— Exercise description —
Take from the listing each line that has the string "when".

— Records for this exercise —

//! Request context normalization.
//!
//! Turns the raw environmental and time inputs of a request into the flat,
//! normalized feature set every load model consumes. Weather scalars are
//! min-max scaled against fixed ranges taken from the training data; hour of
//! day and wind direction are encoded on the unit circle.
//!
//! Scaling never clamps. A reading outside its range produces a feature
//! outside `[0, 1]`, which the models will extrapolate from. This is allowed
//! but unusual, and is logged at debug level.

use std::f64::consts::PI;

use log::debug;
use serde::{Deserialize, Serialize};

use crate::error::{CongestionError, Result};

/// Default wind direction in degrees when none is given.
pub const DEFAULT_WIND_DIRECTION: f64 = 180.0;

/// Fallback solar radiation (W/m²) by hour of day.
pub const RADIATION_BY_HOUR: [f64; 24] = [
    0.0, 0.0, 0.0, 0.0, 0.0, 0.0, 0.0, 0.0, // 00-07
    35.0, 120.0, 245.0, 380.0, // 08-11
    512.0, // 12
    489.0, 420.0, 320.0, 205.0, 95.0, 25.0, // 13-18
    0.0, 0.0, 0.0, 0.0, 0.0, // 19-23
];

/// Weather scalars that are min-max normalized.
#[derive(Debug, Clone, Copy, PartialEq, Eq, Hash, Serialize, Deserialize)]
#[serde(rename_all = "snake_case")]
pub enum WeatherVariable {
    Temperature,
    Humidity,
    Pressure,
    Radiation,
    WindSpeed,
}

impl WeatherVariable {
    pub const ALL: [WeatherVariable; 5] = [
        WeatherVariable::Temperature,
        WeatherVariable::Humidity,
        WeatherVariable::Pressure,
        WeatherVariable::Radiation,
        WeatherVariable::WindSpeed,
    ];

    /// Fixed (min, max) normalization range.
    pub fn range(self) -> (f64, f64) {
        match self {
            WeatherVariable::Temperature => (3.25, 22.85),
            WeatherVariable::Humidity => (33.0, 100.0),
            WeatherVariable::Pressure => (933.4286, 968.0),
            WeatherVariable::Radiation => (0.0, 705.0),
            WeatherVariable::WindSpeed => (0.0, 4.775),
        }
    }

    /// Value substituted when the reading is missing.
    ///
    /// Radiation depends on the hour of day; without an hour the overnight
    /// value is used.
    pub fn default_value(self, hour_of_day: Option<u32>) -> f64 {
        match self {
            WeatherVariable::Temperature => 12.0,
            WeatherVariable::Humidity => 70.0,
            WeatherVariable::Pressure => 946.0,
            WeatherVariable::Radiation => default_radiation(hour_of_day.unwrap_or(0)),
            WeatherVariable::WindSpeed => 1.5,
        }
    }

    /// Feature column name expected by the model artifacts.
    pub fn feature_name(self) -> &'static str {
        match self {
            WeatherVariable::Temperature => "temperature",
            WeatherVariable::Humidity => "humidity",
            WeatherVariable::Pressure => "pressure",
            WeatherVariable::Radiation => "radiation",
            WeatherVariable::WindSpeed => "wind_speed",
        }
    }
}

/// Hour-dependent radiation fallback. Hours wrap modulo 24.
pub fn default_radiation(hour_of_day: u32) -> f64 {
    RADIATION_BY_HOUR[(hour_of_day % 24) as usize]
}

/// Linear min-max scaling against the variable's fixed range. No clamping.
pub fn normalize(variable: WeatherVariable, value: f64) -> f64 {
    let (min, max) = variable.range();
    let scaled = (value - min) / (max - min);
    if !(0.0..=1.0).contains(&scaled) {
        debug!(
            "[ContextNormalizer] {:?} = {} is outside [{}, {}], normalized to {:.4}",
            variable, value, min, max, scaled
        );
    }
    scaled
}

fn is_missing(raw: &str) -> bool {
    let trimmed = raw.trim();
    trimmed.is_empty() || trimmed.eq_ignore_ascii_case("na") || trimmed.eq_ignore_ascii_case("nan")
}

/// Parse a raw form value, falling back to `default` for absent/blank/"NA".
///
/// Any other non-numeric text is rejected.
pub fn parse_or_default(raw: Option<&str>, field: &str, default: f64) -> Result<f64> {
    match raw {
        None => Ok(default),
        Some(text) if is_missing(text) => Ok(default),
        Some(text) => {
            let value: f64 = text.trim().parse().map_err(|_| {
                CongestionError::invalid_input(field, format!("'{}' is not a number", text))
            })?;
            if !value.is_finite() {
                return Err(CongestionError::invalid_input(
                    field,
                    format!("'{}' is not a finite number", text),
                ));
            }
            Ok(value)
        }
    }
}

/// Apply a weather variable's documented default to a raw reading.
pub fn apply_default(
    raw: Option<&str>,
    variable: WeatherVariable,
    hour_of_day: Option<u32>,
) -> Result<f64> {
    parse_or_default(raw, variable.feature_name(), variable.default_value(hour_of_day))
}

/// Departure time of day.
#[derive(Debug, Clone, Copy, PartialEq, Eq, Serialize, Deserialize)]
pub struct TimeOfDay {
    pub hour: u32,
    pub minute: u32,
}

impl TimeOfDay {
    pub fn new(hour: u32, minute: u32) -> Result<Self> {
        if hour > 23 || minute > 59 {
            return Err(CongestionError::invalid_input(
                "hour",
                format!("{:02}:{:02} is not a valid time of day", hour, minute),
            ));
        }
        Ok(Self { hour, minute })
    }

    /// Parse `H:MM` or `HH:MM`.
    pub fn parse(text: &str) -> Result<Self> {
        let invalid = || CongestionError::invalid_input("hour", format!("'{}' is not HH:MM", text));
        let (h, m) = text.trim().split_once(':').ok_or_else(invalid)?;
        if m.len() != 2 || h.is_empty() || h.len() > 2 {
            return Err(invalid());
        }
        let hour: u32 = h.parse().map_err(|_| invalid())?;
        let minute: u32 = m.parse().map_err(|_| invalid())?;
        Self::new(hour, minute)
    }

    /// Position on the 24h circle as (sin, cos).
    pub fn encode(&self) -> (f64, f64) {
        let angle = 2.0 * PI * (self.hour as f64 + self.minute as f64 / 60.0) / 24.0;
        (angle.sin(), angle.cos())
    }
}

/// Encode an `HH:MM` string on the 24h circle as (sin, cos).
pub fn encode_hour(text: &str) -> Result<(f64, f64)> {
    Ok(TimeOfDay::parse(text)?.encode())
}

/// Encode a compass direction in degrees as (sin, cos).
pub fn encode_wind_direction(degrees: f64) -> (f64, f64) {
    let radians = degrees.to_radians();
    (radians.sin(), radians.cos())
}

/// Raw request context as entered by the user.
///
/// Weather readings are kept as text so "NA" and blanks can be told apart
/// from malformed input.
#[derive(Debug, Clone, Default, Serialize, Deserialize)]
pub struct ContextInput {
    /// Departure time, `HH:MM`
    pub hour: String,
    pub is_weekday: bool,
    pub is_raining: bool,
    pub temperature: Option<String>,
    pub humidity: Option<String>,
    pub pressure: Option<String>,
    pub radiation: Option<String>,
    pub wind_speed: Option<String>,
    pub wind_direction: Option<String>,
}

impl ContextInput {
    pub fn new(hour: impl Into<String>, is_weekday: bool, is_raining: bool) -> Self {
        Self {
            hour: hour.into(),
            is_weekday,
            is_raining,
            ..Default::default()
        }
    }

    fn raw(&self, variable: WeatherVariable) -> Option<&str> {
        match variable {
            WeatherVariable::Temperature => self.temperature.as_deref(),
            WeatherVariable::Humidity => self.humidity.as_deref(),
            WeatherVariable::Pressure => self.pressure.as_deref(),
            WeatherVariable::Radiation => self.radiation.as_deref(),
            WeatherVariable::WindSpeed => self.wind_speed.as_deref(),
        }
    }

    /// Validate, default and normalize into a [`ContextVector`].
    pub fn normalize(&self) -> Result<ContextVector> {
        let time = TimeOfDay::parse(&self.hour)?;
        let (hour_sin, hour_cos) = time.encode();

        let mut scaled = [0.0; 5];
        for (slot, variable) in scaled.iter_mut().zip(WeatherVariable::ALL) {
            let value = apply_default(self.raw(variable), variable, Some(time.hour))?;
            *slot = normalize(variable, value);
        }

        let wind_direction = parse_or_default(
            self.wind_direction.as_deref(),
            "wind_direction",
            DEFAULT_WIND_DIRECTION,
        )?;
        let (wind_dir_sin, wind_dir_cos) = encode_wind_direction(wind_direction);

        Ok(ContextVector {
            hour_sin,
            hour_cos,
            is_weekday: if self.is_weekday { 1.0 } else { 0.0 },
            temperature: scaled[0],
            humidity: scaled[1],
            pressure: scaled[2],
            radiation: scaled[3],
            precipitation: if self.is_raining { 1.0 } else { 0.0 },
            wind_speed: scaled[4],
            wind_dir_sin,
            wind_dir_cos,
        })
    }
}

/// Normalized features shared by every model call of one request.
#[derive(Debug, Clone, Copy, PartialEq, Serialize, Deserialize)]
pub struct ContextVector {
    pub hour_sin: f64,
    pub hour_cos: f64,
    pub is_weekday: f64,
    pub temperature: f64,
    pub humidity: f64,
    pub pressure: f64,
    pub radiation: f64,
    pub precipitation: f64,
    pub wind_speed: f64,
    pub wind_dir_sin: f64,
    pub wind_dir_cos: f64,
}

impl ContextVector {
    /// Column names in row order.
    pub const FEATURE_NAMES: [&'static str; 11] = [
        "hour_sin",
        "hour_cos",
        "is_weekday",
        "temperature",
        "humidity",
        "pressure",
        "radiation",
        "precipitation",
        "wind_speed",
        "wind_dir_sin",
        "wind_dir_cos",
    ];

    pub fn values(&self) -> [f64; 11] {
        [
            self.hour_sin,
            self.hour_cos,
            self.is_weekday,
            self.temperature,
            self.humidity,
            self.pressure,
            self.radiation,
            self.precipitation,
            self.wind_speed,
            self.wind_dir_sin,
            self.wind_dir_cos,
        ]
    }

    /// Named features in row order.
    pub fn features(&self) -> Vec<(&'static str, f64)> {
        Self::FEATURE_NAMES.into_iter().zip(self.values()).collect()
    }
}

— Solution to this problem —
/// Default wind direction in degrees when none is given.
    /// Value substituted when the reading is missing.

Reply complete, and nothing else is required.